Clearly, no Government would allow Peterborough-on- Sea to become a reality, but the cost of holding back the incoming flood water will be astronomical. We will have to build more and bigger flood defences to cope with the extra flood risk and to protect our city and infrastructure. This means billions of pounds of investment, money that would be better spent on our NHS and other public services.
Climate change is already affecting people living in poorer parts of the world and you may wonder what impact this could have on Peterborough. Well, it means immigration pressure will get more intense and there will be a stronger case for the UK to provide additional overseas aid to help other countries to cope.
According to WaterAid, one in three people in poorer countries don’t have access to a decent toilet, while one in nine don’t have clean water. Climate change will make these problems worse and we need to support charities that help people in poorer countries so they don’t become climate refugees.
And what can our Government do to minimise the risk that rising sea levels pose to our way of life in Peterborough?
While flood defences have a role to play, it is unrealistic to think that they are all we need to do to protect ourselves.
Working with Natural Processes (WWNP) must be a central part of our strategy to cope with flooding locally. WWNP implements a range of measures to protect, restore and emulate the natural functions of catchments, floodplains, rivers and coasts. It works by slowing, storing and filtering water. WWNP must be accelerated so we can adapt to the inevitability of increased flooding.

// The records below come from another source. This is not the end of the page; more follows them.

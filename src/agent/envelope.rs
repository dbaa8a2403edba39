//! Response envelope required by the agent platform.

use crate::agent::InvocationEvent;
use serde::{Deserialize, Serialize};

pub const MESSAGE_VERSION: &str = "1.0";
pub const DEFAULT_ACTION_GROUP: &str = "default";
pub const DEFAULT_API_PATH: &str = "/search";
pub const DEFAULT_HTTP_METHOD: &str = "POST";

#[derive(Debug, Clone, PartialEq, Eq, Serialize, Deserialize)]
#[serde(rename_all = "camelCase")]
pub struct ResponseEnvelope {
    pub message_version: String,
    pub response: ActionResponse,
}

#[derive(Debug, Clone, PartialEq, Eq, Serialize, Deserialize)]
#[serde(rename_all = "camelCase")]
pub struct ActionResponse {
    pub action_group: String,
    pub api_path: String,
    pub http_method: String,
    pub http_status_code: u16,
    pub response_body: ResponseBody,
}

#[derive(Debug, Clone, PartialEq, Eq, Serialize, Deserialize)]
pub struct ResponseBody {
    #[serde(rename = "application/json")]
    pub application_json: JsonBody,
}

/// The body is a JSON document encoded as a string, not a nested object.
#[derive(Debug, Clone, PartialEq, Eq, Serialize, Deserialize)]
pub struct JsonBody {
    pub body: String,
}

impl ResponseEnvelope {
    pub fn status_code(&self) -> u16 {
        self.response.http_status_code
    }

    /// Raw body string as delivered to the agent.
    pub fn body(&self) -> &str {
        &self.response.response_body.application_json.body
    }

    /// Decode the body string back into JSON.
    pub fn body_json(&self) -> serde_json::Result<serde_json::Value> {
        serde_json::from_str(self.body())
    }
}

/// Wrap `body` in the platform envelope, echoing the event's routing fields.
pub fn format_response<T: Serialize>(
    event: &InvocationEvent,
    status_code: u16,
    body: &T,
) -> ResponseEnvelope {
    let body = serde_json::to_string(body).unwrap_or_else(|e| {
        tracing::error!(error = %e, "Failed to serialize response body");
        serde_json::json!({ "error": e.to_string() }).to_string()
    });

    ResponseEnvelope {
        message_version: MESSAGE_VERSION.to_string(),
        response: ActionResponse {
            action_group: event
                .action_group
                .clone()
                .unwrap_or_else(|| DEFAULT_ACTION_GROUP.to_string()),
            api_path: event
                .api_path
                .clone()
                .unwrap_or_else(|| DEFAULT_API_PATH.to_string()),
            http_method: event
                .http_method
                .clone()
                .unwrap_or_else(|| DEFAULT_HTTP_METHOD.to_string()),
            http_status_code: status_code,
            response_body: ResponseBody {
                application_json: JsonBody { body },
            },
        },
    }
}
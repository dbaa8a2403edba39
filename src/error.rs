use crate::agent::{format_response, InvocationEvent, ResponseEnvelope};
use serde::Serialize;
use thiserror::Error;

pub const STATUS_OK: u16 = 200;
pub const STATUS_BAD_REQUEST: u16 = 400;
pub const STATUS_INTERNAL_SERVER_ERROR: u16 = 500;

#[derive(Error, Debug, Clone, PartialEq, Eq)]
#[allow(clippy::enum_variant_names)]
pub enum SearchError {
    /// Missing or empty search term, or an event that cannot be read.
    #[error("{0}")]
    ValidationError(String),

    /// The store answered with a body that is not JSON.
    #[error("Invalid JSON format: {0}")]
    ParseError(String),

    /// Connection failure, timeout, non-2xx status, or store-reported error.
    #[error("Astra DB request failed: {0}")]
    TransportError(String),

    /// Anything else, e.g. JSON whose shape does not match the result record.
    #[error("{0}")]
    UnexpectedError(String),
}

#[derive(Serialize)]
struct ErrorResponse {
    error: String,
}

impl SearchError {
    pub fn status_code(&self) -> u16 {
        match self {
            SearchError::ValidationError(_) | SearchError::ParseError(_) => STATUS_BAD_REQUEST,
            SearchError::TransportError(_) | SearchError::UnexpectedError(_) => {
                STATUS_INTERNAL_SERVER_ERROR
            }
        }
    }

    /// Convert the error into the platform envelope with an `error` body.
    pub fn into_envelope(self, event: &InvocationEvent) -> ResponseEnvelope {
        match &self {
            SearchError::ValidationError(msg) => {
                tracing::warn!(error = %msg, "Validation error");
            }
            SearchError::ParseError(msg) => {
                tracing::warn!(error = %msg, "JSON parsing error");
            }
            SearchError::TransportError(msg) => {
                tracing::error!(error = %msg, "Astra DB request error");
            }
            SearchError::UnexpectedError(msg) => {
                tracing::error!(error = %msg, "Unexpected error");
            }
        }

        let status = self.status_code();
        let body = ErrorResponse {
            error: self.to_string(),
        };

        format_response(event, status, &body)
    }
}

impl From<reqwest::Error> for SearchError {
    fn from(err: reqwest::Error) -> Self {
        SearchError::TransportError(err.to_string())
    }
}

pub type Result<T> = std::result::Result<T, SearchError>;
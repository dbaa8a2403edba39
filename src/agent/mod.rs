//! Invocation records exchanged with the agent platform.
//!
//! The platform calls the function with an [`InvocationEvent`] and expects a
//! [`ResponseEnvelope`] back on every path, including failures.

pub mod envelope;
pub mod types;

pub use envelope::{format_response, ActionResponse, JsonBody, ResponseBody, ResponseEnvelope};
pub use types::{InvocationEvent, Parameter};
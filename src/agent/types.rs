//! Type definitions for the inbound invocation event.

use serde::{Deserialize, Serialize};
use serde_json::Value;

/// Name of the parameter carrying the natural-language query.
pub const SEARCH_TERM_PARAMETER: &str = "search_term";

/// A single name/value pair from the event's `parameters` list.
#[derive(Debug, Clone, PartialEq, Serialize, Deserialize)]
pub struct Parameter {
    #[serde(default)]
    pub name: Option<String>,

    /// Declared parameter type (e.g. `"string"`), informational only.
    #[serde(rename = "type", default, skip_serializing_if = "Option::is_none")]
    pub kind: Option<String>,

    /// Any JSON value; only strings are read back by [`InvocationEvent::parameter`].
    #[serde(default)]
    pub value: Option<Value>,
}

impl Parameter {
    pub fn new(name: impl Into<String>, value: impl Into<String>) -> Self {
        Self {
            name: Some(name.into()),
            kind: Some("string".to_string()),
            value: Some(Value::String(value.into())),
        }
    }
}

/// Event delivered by the agent platform for one action invocation.
///
/// Routing fields are optional; the response envelope falls back to
/// defaults when they are absent. Fields the handler does not use are
/// ignored during deserialization.
#[derive(Debug, Clone, Default, PartialEq, Serialize, Deserialize)]
#[serde(rename_all = "camelCase")]
pub struct InvocationEvent {
    #[serde(default)]
    pub parameters: Vec<Parameter>,

    #[serde(default, skip_serializing_if = "Option::is_none")]
    pub action_group: Option<String>,

    #[serde(default, skip_serializing_if = "Option::is_none")]
    pub api_path: Option<String>,

    #[serde(default, skip_serializing_if = "Option::is_none")]
    pub http_method: Option<String>,

    /// Agent session identifier, carried into log records.
    #[serde(default, skip_serializing_if = "Option::is_none")]
    pub session_id: Option<String>,

    /// The user utterance that led the agent to call this action.
    #[serde(default, skip_serializing_if = "Option::is_none")]
    pub input_text: Option<String>,
}

impl InvocationEvent {
    /// Event carrying a single `search_term` parameter and no routing fields.
    pub fn with_search_term(term: impl Into<String>) -> Self {
        Self {
            parameters: vec![Parameter::new(SEARCH_TERM_PARAMETER, term)],
            ..Self::default()
        }
    }

    /// String value of the first parameter named `name`, if any.
    ///
    /// Only the first match is considered, even when its value is missing
    /// or not a string.
    pub fn parameter(&self, name: &str) -> Option<&str> {
        self.parameters
            .iter()
            .find(|p| p.name.as_deref() == Some(name))
            .and_then(|p| p.value.as_ref())
            .and_then(Value::as_str)
    }

    /// Routing fields read straight from a raw payload that could not be
    /// deserialized as a whole. Fields that are absent or not strings stay unset.
    pub fn routing_from_value(payload: &Value) -> Self {
        let field = |key: &str| payload.get(key).and_then(Value::as_str).map(str::to_string);

        Self {
            action_group: field("actionGroup"),
            api_path: field("apiPath"),
            http_method: field("httpMethod"),
            session_id: field("sessionId"),
            ..Self::default()
        }
    }
}

#[cfg(test)]
mod tests {
    use super::*;
    use serde_json::json;

    #[test]
    fn test_deserialize_agent_event() {
        let event: InvocationEvent = serde_json::from_value(json!({
            "messageVersion": "1.0",
            "agent": { "name": "transcripts", "id": "AGENT1", "alias": "TSTALIASID", "version": "DRAFT" },
            "sessionId": "123456789012345",
            "inputText": "what did the customer say about pricing?",
            "actionGroup": "search_transcripts",
            "apiPath": "/search",
            "httpMethod": "GET",
            "parameters": [
                { "name": "search_term", "type": "string", "value": "pricing" }
            ]
        }))
        .unwrap();

        assert_eq!(event.action_group.as_deref(), Some("search_transcripts"));
        assert_eq!(event.http_method.as_deref(), Some("GET"));
        assert_eq!(event.session_id.as_deref(), Some("123456789012345"));
        assert_eq!(event.parameter("search_term"), Some("pricing"));
    }

    #[test]
    fn test_missing_parameters_defaults_to_empty() {
        let event: InvocationEvent = serde_json::from_value(json!({})).unwrap();

        assert!(event.parameters.is_empty());
        assert!(event.action_group.is_none());
        assert_eq!(event.parameter("search_term"), None);
    }

    #[test]
    fn test_parameter_uses_first_match() {
        let event = InvocationEvent {
            parameters: vec![
                Parameter::new("other", "x"),
                Parameter::new("search_term", "first"),
                Parameter::new("search_term", "second"),
            ],
            ..InvocationEvent::default()
        };

        assert_eq!(event.parameter("search_term"), Some("first"));
    }

    #[test]
    fn test_non_string_values_are_accepted() {
        let event: InvocationEvent = serde_json::from_value(json!({
            "parameters": [
                { "name": "limit", "type": "integer", "value": 3 },
                { "name": "search_term", "type": "string", "value": "pricing" }
            ]
        }))
        .unwrap();

        assert_eq!(event.parameter("limit"), None);
        assert_eq!(event.parameter("search_term"), Some("pricing"));
    }

    #[test]
    fn test_non_string_search_term_reads_as_missing() {
        let event: InvocationEvent = serde_json::from_value(json!({
            "parameters": [{ "name": "search_term", "value": 42 }]
        }))
        .unwrap();

        assert_eq!(event.parameter("search_term"), None);
    }

    #[test]
    fn test_routing_from_value() {
        let event = InvocationEvent::routing_from_value(&json!({
            "actionGroup": "ag",
            "apiPath": "/p",
            "httpMethod": 7,
            "parameters": "not a list"
        }));

        assert_eq!(event.action_group.as_deref(), Some("ag"));
        assert_eq!(event.api_path.as_deref(), Some("/p"));
        assert!(event.http_method.is_none());
        assert!(event.parameters.is_empty());

        let empty = InvocationEvent::routing_from_value(&json!("not an object"));
        assert_eq!(empty, InvocationEvent::default());
    }
}
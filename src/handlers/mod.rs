pub mod invocation;
pub mod search;

pub use invocation::invocation_handler;
pub use search::{clean_results, extract_search_term, search_handler, SearchResponse};
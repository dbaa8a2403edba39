use crate::astra::AstraClient;
use crate::config::Config;

/// Process-wide state shared by every invocation.
/// Read-only after construction; invocations never mutate it.
pub struct AppState {
    pub client: AstraClient,
}

impl AppState {
    /// Initialize application state at cold start.
    pub fn new(config: Config) -> anyhow::Result<Self> {
        let client = AstraClient::new(&config)?;

        tracing::info!(
            url = %client.url(),
            keyspace = %config.keyspace,
            collection = %config.collection,
            token_configured = config.astra_token.is_some(),
            timeout_secs = config.request_timeout.map(|t| t.as_secs()),
            "State initialized"
        );

        Ok(Self { client })
    }
}
//! Settings error types.

use thiserror::Error;

/// Errors that can occur when loading or parsing settings.
#[derive(Debug, Error)]
pub enum SettingsError {
    /// Failed to read the settings file from disk.
    #[error("failed to read settings file: {0}")]
    Io(#[from] std::io::Error),
    /// Failed to parse JSON in the settings file.
    #[error("failed to parse settings JSON: {0}")]
    Json(#[from] serde_json::Error),
    /// A settings value was invalid (e.g., out of range).
    #[error("invalid settings value: {0}")]
    InvalidValue(String),
}

/// Result type for settings operations.
pub type Result<T> = std::result::Result<T, SettingsError>;

// ─────────────────────────────────────────────────────────────────────────────
// Tests
// ─────────────────────────────────────────────────────────────────────────────
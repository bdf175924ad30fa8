//! Per-session state: the data and invariants one orchestrator owns.
//!
//! All fields live behind a single per-session mutex held only for short,
//! non-blocking sections — never across collaborator I/O. Cross-task
//! decisions reduce to one comparison: does the task's captured epoch match
//! the session's current epoch?

use std::time::Instant;

use serde::{Deserialize, Serialize};

use stagecraft_core::dialogue::{render_transcript, DialogueEntry, DialogueKind};
use stagecraft_store::{SessionMeta, StoredMessage};

/// Session lifecycle phase.
///
/// Replaces the boolean sprawl of earlier designs: `processing` is
/// `Processing | Cancelling`, `story_completed` is `Completed`.
#[derive(Clone, Copy, Debug, PartialEq, Eq, Serialize, Deserialize)]
#[serde(rename_all = "snake_case")]
pub enum Phase {
    /// No turn running; the session can accept work.
    Idle,
    /// A turn is actively running.
    Processing,
    /// An interruption is preempting the running turn.
    Cancelling,
    /// All objectives met. Terminal.
    Completed,
}

/// The state of one narrative session.
#[derive(Debug)]
pub struct SessionState {
    /// Ordered objectives; immutable after load.
    pub objectives: Vec<String>,
    /// Current objective index; monotonic non-decreasing.
    pub objective_index: usize,
    /// Full transcript; append-only within an epoch.
    pub transcript: Vec<DialogueEntry>,
    /// Prompt context window; cleared when a scene summary replaces it.
    pub context: String,
    /// Scene summary standing in for older transcript context.
    pub background_summary: String,
    /// Last unsatisfied-objective reason; cleared on completion.
    pub failure_reason: String,
    /// Outline parked for a re-planning-free retry.
    pub retry_outline: Option<String>,
    /// Cancellation epoch; every preemption increments it.
    pub epoch: u64,
    /// Lifecycle phase.
    pub phase: Phase,
    /// Next transcript sequence number.
    pub next_sequence: u64,
    /// When the running turn entered `Processing`.
    pub processing_since: Option<Instant>,
    /// Last public operation on this session.
    pub last_activity: Instant,
}

impl SessionState {
    /// Fresh state for a new session.
    #[must_use]
    pub fn new(objectives: Vec<String>, background: String) -> Self {
        let phase = if objectives.is_empty() {
            Phase::Completed
        } else {
            Phase::Idle
        };
        Self {
            objectives,
            objective_index: 0,
            transcript: Vec::new(),
            context: String::new(),
            background_summary: background,
            failure_reason: String::new(),
            retry_outline: None,
            epoch: 0,
            phase,
            next_sequence: 0,
            processing_since: None,
            last_activity: Instant::now(),
        }
    }

    /// Rehydrate from persisted metadata and transcript.
    #[must_use]
    pub fn from_parts(
        objectives: Vec<String>,
        background: String,
        meta: Option<&SessionMeta>,
        messages: &[StoredMessage],
    ) -> Self {
        let mut state = Self::new(objectives, background);

        if let Some(meta) = meta {
            state.objective_index = meta.objective_index.min(state.objectives.len());
            if !meta.background_summary.is_empty() {
                state.background_summary = meta.background_summary.clone();
            }
            state.failure_reason = meta.failure_reason.clone();
            if meta.completed || state.objective_index >= state.objectives.len() {
                state.phase = Phase::Completed;
            }
        }

        for message in messages {
            state.transcript.push(message.to_entry());
        }
        state.transcript.sort_by_key(|e| e.sequence);
        state.context = render_transcript(&state.transcript);
        state.next_sequence = state
            .transcript
            .last()
            .map_or(0, |e| e.sequence + 1);
        state
    }

    /// The objective now in play, or `None` when all are met.
    #[must_use]
    pub fn current_objective(&self) -> Option<&str> {
        self.objectives.get(self.objective_index).map(String::as_str)
    }

    /// Whether a turn currently owns the session.
    #[must_use]
    pub fn is_processing(&self) -> bool {
        matches!(self.phase, Phase::Processing | Phase::Cancelling)
    }

    /// Whether the story finished.
    #[must_use]
    pub fn story_completed(&self) -> bool {
        matches!(self.phase, Phase::Completed)
    }

    /// Append a line to the transcript and context window, assigning the
    /// next sequence number.
    pub fn push_entry(
        &mut self,
        role: impl Into<String>,
        content: impl Into<String>,
        kind: DialogueKind,
    ) -> DialogueEntry {
        let entry = DialogueEntry {
            role: role.into(),
            content: content.into(),
            kind,
            sequence: self.next_sequence,
        };
        self.next_sequence += 1;

        let line = entry.speaker_line();
        if self.context.is_empty() {
            self.context = line;
        } else {
            self.context.push('\n');
            self.context.push_str(&line);
        }
        self.transcript.push(entry.clone());
        entry
    }

    /// Replace the context window with a scene summary.
    pub fn apply_summary(&mut self, summary: &str) {
        if summary.is_empty() {
            return;
        }
        self.background_summary = summary.to_owned();
        self.context.clear();
    }

    /// Durable metadata snapshot.
    #[must_use]
    pub fn meta(&self) -> SessionMeta {
        SessionMeta {
            objective_index: self.objective_index,
            completed: self.story_completed(),
            background_summary: self.background_summary.clone(),
            failure_reason: self.failure_reason.clone(),
        }
    }

    /// Record a public operation for the idle sweep.
    pub fn touch(&mut self) {
        self.last_activity = Instant::now();
    }
}

// ─────────────────────────────────────────────────────────────────────────────
// Tests
// ─────────────────────────────────────────────────────────────────────────────
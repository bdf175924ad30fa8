//! # stagecraft-engine
//!
//! The session turn-orchestration engine: decides when a turn may run under
//! concurrent access, generates it step-by-step against the director and
//! performer collaborators, abandons mid-flight work safely when the player
//! interrupts, and manages session lifecycle across many simultaneous
//! sessions.
//!
//! Core pieces:
//!
//! - [`SessionOrchestrator`]: one session's turn state machine — `advance_turn`,
//!   `interrupt`, `get_state`, `stop`, stuck recovery.
//! - [`SessionRegistry`]: thread-safe session directory with double-checked
//!   creation, client reference counting, and idle/stuck maintenance sweeps.
//! - [`EventEmitter`] / [`EventSink`]: epoch-tagged event broadcast.
//! - [`MessagePersister`]: fire-and-forget transcript persistence; failures
//!   are warnings, the in-memory session stays authoritative.

#![deny(unsafe_code)]

pub mod cast;
pub mod emitter;
pub mod errors;
pub mod orchestrator;
pub mod persister;
pub mod state;
pub mod types;

pub use cast::{Cast, CastProvider};
pub use emitter::{EventEmitter, EventSink};
pub use errors::{EngineError, TurnStatus};
pub use orchestrator::{MaintenanceHandle, SessionOrchestrator, SessionRegistry};
pub use persister::MessagePersister;
pub use state::{Phase, SessionState};
pub use types::{EngineConfig, PacingConfig, SessionSnapshot, TurnResult};
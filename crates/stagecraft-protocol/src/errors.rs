//! Protocol error types.

use serde_json;

/// Result type alias for protocol operations.
pub type ProtocolResult<T> = Result<T, ProtocolError>;

/// Errors that can occur calling the director or a performer.
#[derive(Debug, thiserror::Error)]
pub enum ProtocolError {
    /// JSON deserialization of a collaborator response failed.
    #[error("JSON error: {0}")]
    Json(#[from] serde_json::Error),

    /// The response parsed but did not form a usable plan or script.
    #[error("Malformed plan: {message}")]
    MalformedPlan {
        /// Error description.
        message: String,
    },

    /// The backend call itself failed (network, timeout, upstream error).
    #[error("Backend error: {message}")]
    Backend {
        /// Error description.
        message: String,
        /// Whether this error can be retried.
        retryable: bool,
    },

    /// The call was cancelled.
    #[error("Call cancelled")]
    Cancelled,

    /// Collaborator-specific error.
    #[error("{message}")]
    Other {
        /// Error description.
        message: String,
    },
}

impl ProtocolError {
    /// Whether this error is retryable.
    pub fn is_retryable(&self) -> bool {
        match self {
            Self::Backend { retryable, .. } => *retryable,
            Self::Json(_) | Self::MalformedPlan { .. } | Self::Cancelled | Self::Other { .. } => {
                false
            }
        }
    }

    /// Error category string for event emission.
    pub fn category(&self) -> &str {
        match self {
            Self::Json(_) | Self::MalformedPlan { .. } => "planning",
            Self::Backend { .. } => "collaborator",
            Self::Cancelled => "cancelled",
            Self::Other { .. } => "unknown",
        }
    }
}

// ─────────────────────────────────────────────────────────────────────────────
// Tests
// ─────────────────────────────────────────────────────────────────────────────
//! # stagecraft-settings
//!
//! Configuration management with layered sources for the Stagecraft engine.
//!
//! Settings are loaded from three layers (in priority order):
//! 1. **Compiled defaults** — [`StageSettings::default()`]
//! 2. **User file** — `~/.stagecraft/settings.json` (deep-merged over defaults)
//! 3. **Environment variables** — `STAGE_*` overrides (highest priority)

#![deny(unsafe_code)]

pub mod errors;
pub mod loader;
pub mod types;

pub use errors::{Result, SettingsError};
pub use loader::{deep_merge, load_settings, load_settings_from_path, settings_path};
pub use types::*;

use std::sync::OnceLock;

/// Global settings singleton, initialized on first access via [`get_settings`].
static SETTINGS: OnceLock<StageSettings> = OnceLock::new();

/// Get the global settings instance.
///
/// On first call, loads settings from `~/.stagecraft/settings.json` with env
/// var overrides. On subsequent calls, returns the cached value. If loading
/// fails, returns compiled defaults.
pub fn get_settings() -> &'static StageSettings {
    SETTINGS.get_or_init(|| load_settings().unwrap_or_default())
}

/// Initialize the global settings with a specific value.
///
/// # Errors
///
/// Returns the provided settings back if the global was already initialized.
#[allow(clippy::result_large_err)]
pub fn init_settings(settings: StageSettings) -> std::result::Result<(), StageSettings> {
    SETTINGS.set(settings)
}

// ─────────────────────────────────────────────────────────────────────────────
// Tests
// ─────────────────────────────────────────────────────────────────────────────
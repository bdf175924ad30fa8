//! Store error types.

/// Result type alias for store operations.
pub type Result<T> = std::result::Result<T, StoreError>;

/// Errors that can occur in the transcript store.
#[derive(Debug, thiserror::Error)]
pub enum StoreError {
    /// Underlying `SQLite` error.
    #[error("SQLite error: {0}")]
    Sqlite(#[from] rusqlite::Error),

    /// Connection pool error.
    #[error("Pool error: {0}")]
    Pool(#[from] r2d2::Error),

    /// A stored row failed to decode.
    #[error("Corrupt row: {message}")]
    CorruptRow {
        /// Error description.
        message: String,
    },

    /// A write was rejected (duplicate sequence, constraint violation).
    #[error("Write rejected: {message}")]
    WriteRejected {
        /// Error description.
        message: String,
    },

    /// Simulated failure from a test store.
    #[error("Injected store failure")]
    Injected,
}

// ─────────────────────────────────────────────────────────────────────────────
// Tests
// ─────────────────────────────────────────────────────────────────────────────
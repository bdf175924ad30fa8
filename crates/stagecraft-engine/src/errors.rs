//! Engine error types.

use std::fmt;

use serde::{Deserialize, Serialize};

/// Errors that can occur managing sessions.
#[derive(Debug, thiserror::Error)]
pub enum EngineError {
    /// The cast collaborator could not assemble the session.
    #[error("Cast assembly failed: {0}")]
    Cast(String),

    /// Session not found.
    #[error("Session not found: {0}")]
    SessionNotFound(String),

    /// The registry is at its concurrent-session limit.
    #[error("Session limit reached ({0} live sessions)")]
    AtCapacity(usize),

    /// The session was stopped and accepts no further work.
    #[error("Session stopped: {0}")]
    SessionStopped(String),

    /// Transcript persistence error surfaced outside the non-fatal path.
    #[error("Persistence error: {0}")]
    Persistence(String),

    /// Internal / unexpected error.
    #[error("Internal error: {0}")]
    Internal(String),
}

impl EngineError {
    /// Error category string for event emission.
    pub fn category(&self) -> &str {
        match self {
            Self::Cast(_) => "cast",
            Self::SessionNotFound(_) => "session_not_found",
            Self::AtCapacity(_) => "at_capacity",
            Self::SessionStopped(_) => "session_stopped",
            Self::Persistence(_) => "persistence",
            Self::Internal(_) => "internal",
        }
    }
}

/// Outcome classification of one `advance_turn` / `interrupt` call.
#[derive(Clone, Copy, Debug, Default, PartialEq, Eq, Serialize, Deserialize)]
#[serde(rename_all = "snake_case")]
pub enum TurnStatus {
    /// The turn ran (or the interruption was accepted).
    #[default]
    Success,
    /// Another task is already processing this session; nothing happened.
    Busy,
    /// The story is complete; nothing happened.
    Complete,
    /// The turn was preempted by an interruption and exited silently.
    Cancelled,
    /// The turn aborted on a planning or collaborator error.
    Error,
    /// The session was stopped; nothing happened.
    Stopped,
}

impl fmt::Display for TurnStatus {
    fn fmt(&self, f: &mut fmt::Formatter<'_>) -> fmt::Result {
        match self {
            Self::Success => write!(f, "success"),
            Self::Busy => write!(f, "busy"),
            Self::Complete => write!(f, "complete"),
            Self::Cancelled => write!(f, "cancelled"),
            Self::Error => write!(f, "error"),
            Self::Stopped => write!(f, "stopped"),
        }
    }
}

// ─────────────────────────────────────────────────────────────────────────────
// Tests
// ─────────────────────────────────────────────────────────────────────────────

With America pulling out of the Paris Agreement an air of hopelessness hangs over us. After all, it’s the international corporations that must reduce their CO2 emissions if we’re to change course. But the UK Government can demonstrate leadership. We can switch to renewable energy, end fracking, bring forward our commitment to phase out fossil-fuelled cars, move away from single-use plastic and develop more circular economies where goods and services are sourced locally. We can invest in sustainable transport options such as trains and buses, with pedestrian and cyclist- friendly residential streets where 20mph is the norm.
As individuals, we can choose to use re-useable cups and bottles, stop using plastic straws, stop eating beef and eat lower impact meat like chicken or go meat-free.
Collective individual actions like these create a positive groundswell o for change that businesses will respond to. Lobby your politicians and large companies. But remember that you can make a difference too.